Na linha de livros com regras, uma das novidades que pode ser esperada para os próximos meses é Occult Adventures, que se debruça sobre os aspectos de magia e “adiciona mistério e perigos ocultos ao jogo”, conta Bulmahn. “O livro inclui seis novas classes, focadas no uso de poder da mente e magia psíquica para derrotar os inimigos”. Ainda este ano, sai também o Bestiary 5, que vai incluir criaturas como o grim reaper (o equivalente à Dona Morte), seres da profundeza e até... alienígenas cinzentos? “E finalmente, acabamos de anunciar que este ano lançaremos também Ultimate Intrigue, um livro repleto de novas regras para desafios sociais – além de uma nova classe: o Vigilante”.
O Pathfinder já tem até a sua versão online funcionando, desenvolvida pela Goblinworks, empresa-irmã da Paizo – e que está “funcionando muito bem – e aumentado sua base de jogadores a cada dia”. Mas Bulmahn e Jacobs não acreditam, nem de longe, que os RPGs eletrônicos serão capazes de deter o avanço do Pathfinder impresso.
“Claro, tem uma enorme competição pelo tempo dos fãs rolando em toda a indústria do entretenimento – não apenas na arena dos jogos, mas também no que diz respeito a TV e cinema”, diz Jacobs. “Eu acho que os videogames podem ser fortes, mas é difícil que batam a conexão social e toda a diversão que você tem com seus amigos, vivendo uma história juntos na mesa”, complementa Bulmahn. “E claro, um monte de jogadores que cresceram nos anos 70, 80 e 90 jogando títulos de mesa agora têm famílias e seus próprios filhos – e estão fazendo um ótimo trabalho introduzindo os mais jovens a este tipo de jogo”, fecha Jacobs.
A dupla também defende que, diabos, é muito difícil separar trabalho dos hobbies. E que, apesar de trabalharem desenvolvendo RPGs, eles não conseguem parar de jogar RPG em suas horas vagas. Jacobs, por exemplo, mestra atualmente uma campanha de Call of Cthulhu e uma de Pathfinder, além de atuar como jogador em outras duas aventuras de Pathfinder. E ainda jogou, pela primeiríssima vez, o cultuado Car Wars, jogo pós-apocalíptico de destruição de carros criado pela Steve Jackson Games e publicado na década de 1980.
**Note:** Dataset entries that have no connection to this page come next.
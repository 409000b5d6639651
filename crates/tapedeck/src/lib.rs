//! tapedeck: an interactive terminal audio player.
//!
//! A play invocation runs two loops side by side:
//! - the player ([`session::Player`]) on the calling thread, driving one track at a time
//!   for the [`navigator`]
//! - the [`menu::MenuController`] on its own thread, reading choices from the console
//!
//! They meet over the [`conduit`]. Audio goes through the `tapedeck-audio` engine behind
//! the [`engine::AudioEngine`] seam.

pub mod cli;
pub mod conduit;
pub mod config;
pub mod engine;
pub mod error;
pub mod library;
pub mod menu;
pub mod navigator;
pub mod runtime;
pub mod session;
pub mod status;
pub mod store;
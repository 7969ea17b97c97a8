//! Decimal module providing exact fixed-scale arbitrary precision arithmetic
//!
//! This module implements the Decimal type which uses BigRational for exact
//! arithmetic, truncating every operation result to a per-value decimal scale
//! so that values behave like canonical decimal strings rather than binary
//! floats.

use std::cmp::Ordering;
use std::fmt;
use std::hash::{Hash, Hasher};
use std::ops::{Add, Div, Mul, Neg, Rem, Sub};
use std::str::FromStr;

use num_bigint::BigInt;
use num_rational::BigRational;
use num_traits::{One, Signed, ToPrimitive, Zero};
use serde::{Deserialize, Serialize};
use thiserror::Error;

/// Precision type for tracking decimal scale and display digits
pub type Precision = u16;

/// Number of fractional digits retained by every operation unless a value
/// was constructed with an explicit scale
pub const DEFAULT_SCALE: Precision = 20;

/// Errors that can occur during decimal operations
#[derive(Error, Debug, Clone, PartialEq, Eq)]
pub enum DecimalError {
    /// Division or remainder by a zero divisor, or a negative power of zero
    #[error("Division by zero")]
    DivisionByZero,
    /// The input string was not a valid decimal number
    #[error("Cannot parse decimal from string: {0}")]
    ParseError(String),
    /// A logarithm was requested for a value outside its domain
    #[error("Value outside function domain: {0}")]
    DomainError(String),
    /// A conversion to or from a native numeric type was not possible
    #[error("Invalid numeric conversion: {0}")]
    InvalidConversion(String),
}

/// Result type for decimal operations
pub type DecimalResult<T> = Result<T, DecimalError>;

/// An immutable arbitrary-precision decimal number
///
/// Internally the value is an exact `BigRational` whose denominator always
/// divides `10^scale`, i.e. the value is already truncated to its scale.
/// Every operation returns a new `Decimal`; for compound-assignment
/// ergonomics see [`Accumulator`].
///
/// The canonical string form (`Display`) is `[-]digits[.digits]` with
/// trailing fractional zeros and a dangling decimal point stripped. Input
/// may additionally carry a scientific-notation suffix (`1.5E3`, `2e-2`),
/// which is resolved at construction time.
#[derive(Clone)]
pub struct Decimal {
    /// The exact rational value, truncated to `scale` fractional digits
    quantity: BigRational,

    /// Number of fractional digits retained by operations on this value
    scale: Precision,
}

/// 10^places as a BigInt
pub(crate) fn ten_pow(places: Precision) -> BigInt {
    BigInt::from(10).pow(places as u32)
}

/// Truncate a rational toward zero to `scale` fractional digits
pub(crate) fn truncate_rational(value: &BigRational, scale: Precision) -> BigRational {
    let factor = ten_pow(scale);
    let scaled = value * &BigRational::from_integer(factor.clone());
    BigRational::new(scaled.to_integer(), factor)
}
“É muito importante jogarmos os jogos que fazemos e também os jogos que nossos pares e competidores fazem”, aposta. “Não apenas para nos lembrarmos de que estamos fazendo algo que deveria ser divertido... mas também para manter nossa paixão por este mercado”. Bulmahn concorda e diz que isso não apenas funciona como recompensa por todo o trabalho duro, mas também ensina importantes lições sobre o que todos estão fazendo, dentro e fora da empresa. “Isso nos ajuda a ser profissionais melhores... e também é divertido pra caramba”.